Sim, mesmo que as duas primeiras criações de Haynes visassem o bem comum, o fracasso de ambas levou o inventor a buscar a enriquecer pela dor alheia – e, curiosamente, lá obteve algum sucesso. Aqui, porém, o roteiro de Brooker não trabalha devidamente as motivações de Haynes, e o trata apenas como um vilão caricato e doentio. Para fazer jus ao legado da série, seria muito mais interessante trabalhar como o inventor evoluiu de pesquisador tecnológico para um torturador. Haynes, porém, é simplesmente um narrador que, por seu caráter, torna-se vilão.
Não desperdiçando o potencial do nome, Black Museum aposta, em sua reta final, em expor Haynes como um ser extremamente racista, que desumaniza e objetifica um homem negro em prol de seus ganhos. Transforma-o, literalmente, em um escravo.

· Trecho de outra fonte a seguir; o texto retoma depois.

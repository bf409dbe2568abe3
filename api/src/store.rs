use rand::Rng;
use std::fs::File;
use std::io;
use std::path::{Path, PathBuf};
use tracing::{debug, info, warn};

const ID_LEN: usize = 20;

/// Generate an opaque storage id.
pub fn generate_id() -> String {
    let mut rng = rand::thread_rng();
    (0..ID_LEN)
        .map(|_| rng.sample(rand::distributions::Alphanumeric) as char)
        .collect()
}

/// Ids are plain ASCII alphanumerics, so they can never escape the store
/// directory.
pub fn is_valid_id(id: &str) -> bool {
    !id.is_empty() && id.len() <= 64 && id.bytes().all(|b| b.is_ascii_alphanumeric())
}

#[derive(Debug, thiserror::Error)]
pub enum StoreError {
    #[error("invalid image id {0:?}")]
    InvalidId(String),
    #[error("image file missing for id {0}")]
    Missing(String),
    #[error("image storage I/O failed: {0}")]
    Io(#[from] io::Error),
}

/// A directory of raw image files keyed by server-generated id.
pub struct ImageStore {
    dir: PathBuf,
}

impl ImageStore {
    pub fn open(dir: &Path) -> io::Result<Self> {
        std::fs::create_dir_all(dir)?;
        info!(dir = dir.display().to_string(), "image store ready");
        Ok(Self {
            dir: dir.to_path_buf(),
        })
    }

    fn path_for(&self, id: &str) -> Result<PathBuf, StoreError> {
        if !is_valid_id(id) {
            return Err(StoreError::InvalidId(id.to_string()));
        }
        Ok(self.dir.join(id))
    }

    /// Write the bytes under `id`. The file only appears once fully written.
    pub fn put(&self, id: &str, bytes: &[u8]) -> Result<(), StoreError> {
        let path = self.path_for(id)?;
        let tmp = self.dir.join(format!(".{id}.partial"));
        let written = std::fs::write(&tmp, bytes).and_then(|()| std::fs::rename(&tmp, &path));
        if let Err(e) = written {
            if let Err(cleanup) = std::fs::remove_file(&tmp) {
                if cleanup.kind() != io::ErrorKind::NotFound {
                    warn!(id, error = %cleanup, "failed to remove partial image file");
                }
            }
            return Err(e.into());
        }
        debug!(id, size = bytes.len(), "stored image file");
        Ok(())
    }

    pub fn open_file(&self, id: &str) -> Result<File, StoreError> {
        let path = self.path_for(id)?;
        File::open(&path).map_err(|e| match e.kind() {
            io::ErrorKind::NotFound => StoreError::Missing(id.to_string()),
            _ => StoreError::Io(e),
        })
    }

    pub fn read(&self, id: &str) -> Result<Vec<u8>, StoreError> {
        let path = self.path_for(id)?;
        std::fs::read(&path).map_err(|e| match e.kind() {
            io::ErrorKind::NotFound => StoreError::Missing(id.to_string()),
            _ => StoreError::Io(e),
        })
    }

    /// Returns `true` if a file was removed.
    pub fn remove(&self, id: &str) -> Result<bool, StoreError> {
        let path = self.path_for(id)?;
        match std::fs::remove_file(&path) {
            Ok(()) => Ok(true),
            Err(e) if e.kind() == io::ErrorKind::NotFound => Ok(false),
            Err(e) => Err(e.into()),
        }
    }
}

Com isso, o episódio passa a ser, além de uma exposição de artefatos tecnológicos, um estudo sobre a desconstrução das invenções da série, mostrando como, por trás de boa parte das revoluções tecnológicas apresentadas ao longo dos quatro anos do programa, há racismo. Black Mirror encerra seu quarto ano com uma temporada abaixo das primeiras, que ainda são as melhores, mas que indica a criação de um universo compartilhado cheio de potencial.
Não deixa de ser irônico, também, que o “museu” esteja cheio de tecnologias “futuristas”. Brooker, que ficou famoso por suas sátiras e comentários ácidos, traz, com o empréstimo das palavras de Cazuza, um “museu de grandes novidades’. Em uma série de formato antológico, cujos episódios não especificam tempo ou espaço onde se passam, é um conceito interessante o de um ambiente que exista para lembrar do passado, contendo apenas coisas do futuro, não?